The discovery opens the door to creating healthy blood from a measly patch of skin. For leukemia sufferers unable to find a bone-marrow donor and other patients the novelty could one day prove life saving. “This work from Mick Bhatia’s laboratory represents a very important, if not a seminal, contribution,” said Dr. Michael Rudnicki, head of the Stem Cell Network.
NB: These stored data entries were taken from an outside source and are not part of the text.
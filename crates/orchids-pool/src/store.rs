//! Account storage
//!
//! `AccountStore` is the contract the pool needs from persistent storage:
//! read the enabled set, and apply batched counter deltas. `FileStore` keeps
//! accounts as a JSON array on disk. All writes use atomic temp-file + rename
//! to prevent corruption on crash, and a tokio Mutex serializes them.

use std::future::Future;
use std::path::{Path, PathBuf};
use std::pin::Pin;

use tokio::sync::Mutex;
use tracing::{debug, info};

use crate::account::{Account, CounterDelta};
use crate::error::{Error, Result};

/// Persistent account storage as seen by the pool.
///
/// Uses `Pin<Box<dyn Future>>` return types for dyn-compatibility (`Arc<dyn AccountStore>`).
pub trait AccountStore: Send + Sync {
    /// All enabled accounts, ordered by id.
    fn enabled_accounts(&self) -> Pin<Box<dyn Future<Output = Result<Vec<Account>>> + Send + '_>>;

    /// Add `delta` to the account's cumulative counters in one write.
    fn add_counts(
        &self,
        id: i64,
        delta: CounterDelta,
    ) -> Pin<Box<dyn Future<Output = Result<()>> + Send + '_>>;
}

/// JSON-file account store.
///
/// Reads clone the in-memory state under a brief lock; the file is rewritten
/// on every mutation.
pub struct FileStore {
    path: PathBuf,
    state: Mutex<Vec<Account>>,
}

impl FileStore {
    /// Load accounts from `path`.
    ///
    /// A missing file is created as `[]` (cold start with zero accounts).
    pub async fn load(path: PathBuf) -> Result<Self> {
        let state = if path.exists() {
            let contents = tokio::fs::read_to_string(&path)
                .await
                .map_err(|e| Error::Store(format!("reading accounts file: {e}")))?;
            let mut accounts: Vec<Account> = serde_json::from_str(&contents)
                .map_err(|e| Error::Store(format!("parsing accounts file: {e}")))?;
            accounts.sort_by_key(|a| a.id);
            info!(path = %path.display(), accounts = accounts.len(), "loaded accounts");
            accounts
        } else {
            info!(path = %path.display(), "accounts file not found, starting with empty store");
            let accounts = Vec::new();
            write_atomic(&path, &accounts).await?;
            accounts
        };

        Ok(Self {
            path,
            state: Mutex::new(state),
        })
    }

    pub async fn get(&self, id: i64) -> Option<Account> {
        let state = self.state.lock().await;
        state.iter().find(|a| a.id == id).cloned()
    }

    /// Every stored account, enabled or not.
    pub async fn list(&self) -> Vec<Account> {
        self.state.lock().await.clone()
    }

    /// Insert or replace an account by id and persist.
    pub async fn upsert(&self, account: Account) -> Result<()> {
        let mut state = self.state.lock().await;
        let id = account.id;
        match state.iter_mut().find(|a| a.id == id) {
            Some(existing) => *existing = account,
            None => {
                state.push(account);
                state.sort_by_key(|a| a.id);
            }
        }
        debug!(account_id = id, "stored account");
        write_atomic(&self.path, &state).await
    }

    /// Remove an account and persist. Returns the removed account if it existed.
    pub async fn remove(&self, id: i64) -> Result<Option<Account>> {
        let mut state = self.state.lock().await;
        let Some(pos) = state.iter().position(|a| a.id == id) else {
            return Ok(None);
        };
        let removed = state.remove(pos);
        debug!(account_id = id, "removed account");
        write_atomic(&self.path, &state).await?;
        Ok(Some(removed))
    }

    pub async fn len(&self) -> usize {
        self.state.lock().await.len()
    }

    pub async fn is_empty(&self) -> bool {
        self.len().await == 0
    }
}

impl AccountStore for FileStore {
    fn enabled_accounts(&self) -> Pin<Box<dyn Future<Output = Result<Vec<Account>>> + Send + '_>> {
        Box::pin(async move {
            let state = self.state.lock().await;
            Ok(state.iter().filter(|a| a.enabled).cloned().collect())
        })
    }

    fn add_counts(
        &self,
        id: i64,
        delta: CounterDelta,
    ) -> Pin<Box<dyn Future<Output = Result<()>> + Send + '_>> {
        Box::pin(async move {
            let mut state = self.state.lock().await;
            let account = state
                .iter_mut()
                .find(|a| a.id == id)
                .ok_or_else(|| Error::NotFound(format!("account {id} not in store")))?;
            account.request_count += delta.requests;
            account.success_count += delta.successes;
            account.failure_count += delta.failures;
            account.last_used_at = Some(common::unix_millis());
            write_atomic(&self.path, &state).await
        })
    }
}

/// Write accounts to a file atomically.
///
/// Writes a temporary file in the same directory, then renames it over the
/// target. The file holds session cookies, so it is created 0600.
async fn write_atomic(path: &Path, accounts: &[Account]) -> Result<()> {
    let json = serde_json::to_string_pretty(accounts)
        .map_err(|e| Error::Store(format!("serializing accounts: {e}")))?;

    let dir = path
        .parent()
        .ok_or_else(|| Error::Store("accounts path has no parent directory".into()))?;

    let tmp_path = dir.join(format!(".accounts.tmp.{}", std::process::id()));

    tokio::fs::write(&tmp_path, json.as_bytes())
        .await
        .map_err(|e| Error::Store(format!("writing temp accounts file: {e}")))?;

    #[cfg(unix)]
    {
        use std::os::unix::fs::PermissionsExt;
        let perms = std::fs::Permissions::from_mode(0o600);
        tokio::fs::set_permissions(&tmp_path, perms)
            .await
            .map_err(|e| Error::Store(format!("setting accounts file permissions: {e}")))?;
    }

    tokio::fs::rename(&tmp_path, path)
        .await
        .map_err(|e| Error::Store(format!("renaming temp accounts file: {e}")))?;

    debug!(path = %path.display(), "persisted accounts");
    Ok(())
}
“When I read the paper, I went, ‘Wow, far out.’” Scientists in Japan managed to get a type of stem cell from skin in groundbreaking work unveiled three years ago. Stem cells are famous for their ability to change into any other type of human cell, holding out the promise of fixing diseased or damaged parts of the body, from injured spinal cords to ill hearts and diabetic pancreases. Dr. Bhatia’s discovery appears to go a major step further than that research, eliminating the middle stage of creating those induced pluripotent stem (iPS) cells, and directly reprogramming skin into other types of cell.

“One of the most important things is, you’re actually making the right cells,” said Dr. Bhatia. More fundamentally, the findings propose that even cells that have differentiated into a particular type be it skin, heart or liver are not frozen in that state and can be directly reprogrammed to do other things, much like stem cells themselves, experts say. “It really underscores that the committed cell state is not so definite. We can modulate that and make a cell step sideways into any particular state we want,” said Dr. Rudnicki. “Everything gets turned upside down.”

And the process was not overly complex, said Dr. Cynthia Dunbar of the U.S. National Heart, Lung and Blood Instiute. “If it’s that simple, it’s really interesting: that a single transcription factor, a single molecular signal in the cell, is able to make that big a difference.” “Instead of … taking an observation and ignoring it, thinking it’s an anomaly, you can try to repeat it,” said Dr. Bhatia. “When you can repeat it, creating round (blood) cells, you start to take it seriously.”